* THE TASK *
Find the line with "pub mod agent_alpha_beta;" in the entries below. Repeat it, every following line, and the line with "fn read_line(prompt: &str)", exactly and with nothing added.
-- Opening Marker --
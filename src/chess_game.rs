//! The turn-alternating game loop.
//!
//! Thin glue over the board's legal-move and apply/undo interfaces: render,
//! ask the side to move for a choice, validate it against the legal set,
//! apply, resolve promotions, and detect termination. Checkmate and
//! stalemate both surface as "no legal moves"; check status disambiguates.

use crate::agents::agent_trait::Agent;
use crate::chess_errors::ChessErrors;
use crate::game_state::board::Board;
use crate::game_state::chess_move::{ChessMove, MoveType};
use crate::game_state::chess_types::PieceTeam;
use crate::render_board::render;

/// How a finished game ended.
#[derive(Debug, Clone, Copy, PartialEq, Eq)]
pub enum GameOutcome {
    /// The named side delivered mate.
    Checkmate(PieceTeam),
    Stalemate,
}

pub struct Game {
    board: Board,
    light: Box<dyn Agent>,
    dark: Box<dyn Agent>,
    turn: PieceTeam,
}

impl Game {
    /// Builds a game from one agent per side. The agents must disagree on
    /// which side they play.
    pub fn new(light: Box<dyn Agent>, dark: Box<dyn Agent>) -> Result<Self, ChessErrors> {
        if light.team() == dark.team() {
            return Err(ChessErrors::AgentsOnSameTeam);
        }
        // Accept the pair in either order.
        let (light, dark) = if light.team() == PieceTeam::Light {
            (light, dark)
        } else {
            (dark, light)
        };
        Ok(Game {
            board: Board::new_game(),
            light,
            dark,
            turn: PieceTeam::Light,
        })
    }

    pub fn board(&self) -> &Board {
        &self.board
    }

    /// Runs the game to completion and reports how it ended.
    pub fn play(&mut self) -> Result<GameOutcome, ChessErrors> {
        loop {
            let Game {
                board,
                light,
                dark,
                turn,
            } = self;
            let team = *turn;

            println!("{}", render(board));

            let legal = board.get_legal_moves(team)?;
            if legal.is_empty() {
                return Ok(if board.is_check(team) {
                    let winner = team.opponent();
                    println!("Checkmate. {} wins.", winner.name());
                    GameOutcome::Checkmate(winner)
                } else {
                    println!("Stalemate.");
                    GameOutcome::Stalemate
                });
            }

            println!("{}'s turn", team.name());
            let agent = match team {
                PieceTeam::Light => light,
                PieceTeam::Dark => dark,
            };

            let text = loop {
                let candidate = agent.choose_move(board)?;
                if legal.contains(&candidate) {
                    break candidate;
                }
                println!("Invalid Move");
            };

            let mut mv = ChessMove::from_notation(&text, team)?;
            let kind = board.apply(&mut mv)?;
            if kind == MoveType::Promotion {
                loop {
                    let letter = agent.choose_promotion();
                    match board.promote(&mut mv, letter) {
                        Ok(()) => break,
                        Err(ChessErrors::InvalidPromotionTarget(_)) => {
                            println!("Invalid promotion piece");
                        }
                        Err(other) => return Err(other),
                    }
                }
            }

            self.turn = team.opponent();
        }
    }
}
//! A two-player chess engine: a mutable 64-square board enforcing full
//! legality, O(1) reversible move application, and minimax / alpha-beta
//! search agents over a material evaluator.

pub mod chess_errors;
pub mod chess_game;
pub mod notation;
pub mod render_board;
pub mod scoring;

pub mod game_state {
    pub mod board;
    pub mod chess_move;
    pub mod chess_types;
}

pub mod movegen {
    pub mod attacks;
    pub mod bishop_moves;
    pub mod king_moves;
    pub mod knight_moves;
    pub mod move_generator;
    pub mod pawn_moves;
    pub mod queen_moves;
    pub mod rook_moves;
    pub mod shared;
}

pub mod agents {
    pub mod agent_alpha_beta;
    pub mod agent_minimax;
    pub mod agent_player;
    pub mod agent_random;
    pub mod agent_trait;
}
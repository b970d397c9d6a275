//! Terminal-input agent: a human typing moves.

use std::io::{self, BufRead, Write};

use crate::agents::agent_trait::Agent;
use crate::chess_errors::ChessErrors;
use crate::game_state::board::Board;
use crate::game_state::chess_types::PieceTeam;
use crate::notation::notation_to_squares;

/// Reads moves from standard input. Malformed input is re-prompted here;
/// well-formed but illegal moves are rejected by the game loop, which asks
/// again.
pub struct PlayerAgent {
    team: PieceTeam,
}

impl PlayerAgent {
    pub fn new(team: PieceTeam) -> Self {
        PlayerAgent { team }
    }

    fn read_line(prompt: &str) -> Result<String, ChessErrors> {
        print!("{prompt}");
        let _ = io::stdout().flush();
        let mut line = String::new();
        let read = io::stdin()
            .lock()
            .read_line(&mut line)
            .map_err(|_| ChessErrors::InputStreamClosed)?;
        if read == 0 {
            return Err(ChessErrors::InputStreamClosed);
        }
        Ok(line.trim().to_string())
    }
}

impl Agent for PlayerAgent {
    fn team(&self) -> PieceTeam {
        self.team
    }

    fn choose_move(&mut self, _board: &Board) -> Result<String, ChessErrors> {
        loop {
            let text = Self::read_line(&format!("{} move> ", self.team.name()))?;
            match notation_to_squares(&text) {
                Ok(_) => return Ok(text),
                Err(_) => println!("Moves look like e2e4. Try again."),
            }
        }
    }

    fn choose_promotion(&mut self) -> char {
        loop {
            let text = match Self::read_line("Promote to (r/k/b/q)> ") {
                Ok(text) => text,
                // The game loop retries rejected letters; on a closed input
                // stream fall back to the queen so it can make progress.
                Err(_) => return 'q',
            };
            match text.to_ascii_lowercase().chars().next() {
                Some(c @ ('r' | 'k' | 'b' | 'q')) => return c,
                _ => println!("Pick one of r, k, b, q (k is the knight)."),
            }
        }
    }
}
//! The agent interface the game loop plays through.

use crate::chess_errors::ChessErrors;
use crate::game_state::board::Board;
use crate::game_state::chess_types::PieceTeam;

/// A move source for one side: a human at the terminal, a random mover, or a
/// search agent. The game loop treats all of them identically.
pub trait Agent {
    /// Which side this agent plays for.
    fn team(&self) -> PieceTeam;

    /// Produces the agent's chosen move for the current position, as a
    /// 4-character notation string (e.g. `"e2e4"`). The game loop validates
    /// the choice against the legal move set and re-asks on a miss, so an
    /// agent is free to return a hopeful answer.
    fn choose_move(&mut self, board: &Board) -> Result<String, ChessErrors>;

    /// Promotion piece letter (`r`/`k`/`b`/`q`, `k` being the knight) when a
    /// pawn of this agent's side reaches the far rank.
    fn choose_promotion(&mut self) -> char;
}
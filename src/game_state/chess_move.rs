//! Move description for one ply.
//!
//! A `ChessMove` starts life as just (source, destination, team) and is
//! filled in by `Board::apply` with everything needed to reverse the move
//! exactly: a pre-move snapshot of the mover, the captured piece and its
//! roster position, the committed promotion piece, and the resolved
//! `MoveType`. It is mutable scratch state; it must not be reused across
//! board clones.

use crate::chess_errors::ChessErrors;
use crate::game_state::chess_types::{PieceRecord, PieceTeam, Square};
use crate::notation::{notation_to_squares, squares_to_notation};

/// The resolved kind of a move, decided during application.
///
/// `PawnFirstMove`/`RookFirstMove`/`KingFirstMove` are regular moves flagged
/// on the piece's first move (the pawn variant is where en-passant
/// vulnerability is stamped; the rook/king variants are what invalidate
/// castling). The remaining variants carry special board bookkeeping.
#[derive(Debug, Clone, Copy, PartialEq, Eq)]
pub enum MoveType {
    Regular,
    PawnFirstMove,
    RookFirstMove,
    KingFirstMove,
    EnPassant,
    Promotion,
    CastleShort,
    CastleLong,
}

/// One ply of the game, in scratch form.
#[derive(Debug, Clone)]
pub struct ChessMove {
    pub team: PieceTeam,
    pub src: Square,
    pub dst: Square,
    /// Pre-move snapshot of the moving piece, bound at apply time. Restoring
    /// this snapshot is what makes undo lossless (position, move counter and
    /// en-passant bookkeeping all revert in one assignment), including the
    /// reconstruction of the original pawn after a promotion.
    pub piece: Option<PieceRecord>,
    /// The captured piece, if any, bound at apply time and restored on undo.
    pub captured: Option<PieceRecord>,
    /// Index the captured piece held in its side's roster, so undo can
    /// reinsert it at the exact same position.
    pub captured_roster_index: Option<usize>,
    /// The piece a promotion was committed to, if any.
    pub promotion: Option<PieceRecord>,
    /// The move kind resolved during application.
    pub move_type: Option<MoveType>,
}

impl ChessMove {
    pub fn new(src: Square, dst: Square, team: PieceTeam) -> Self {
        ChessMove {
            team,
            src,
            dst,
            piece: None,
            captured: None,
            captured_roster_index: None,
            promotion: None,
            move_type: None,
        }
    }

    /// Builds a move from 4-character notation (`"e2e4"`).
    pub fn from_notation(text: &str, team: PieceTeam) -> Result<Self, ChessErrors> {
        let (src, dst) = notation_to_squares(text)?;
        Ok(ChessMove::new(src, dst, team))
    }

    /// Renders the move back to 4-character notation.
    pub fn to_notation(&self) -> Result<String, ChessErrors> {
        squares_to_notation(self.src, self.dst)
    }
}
-- Closing Marker --
* THE COMPLETED TASK *
    pub mod agent_alpha_beta;
    pub mod agent_minimax;
    pub mod agent_player;
    pub mod agent_random;
    pub mod agent_trait;
}
repository b970d397c9d6a275
//! Terminal-input agent: a human typing moves.

use std::io::{self, BufRead, Write};

use crate::agents::agent_trait::Agent;
use crate::chess_errors::ChessErrors;
use crate::game_state::board::Board;
use crate::game_state::chess_types::PieceTeam;
use crate::notation::notation_to_squares;

/// Reads moves from standard input. Malformed input is re-prompted here;
/// well-formed but illegal moves are rejected by the game loop, which asks
/// again.
pub struct PlayerAgent {
    team: PieceTeam,
}

impl PlayerAgent {
    pub fn new(team: PieceTeam) -> Self {
        PlayerAgent { team }
    }

    fn read_line(prompt: &str) -> Result<String, ChessErrors> {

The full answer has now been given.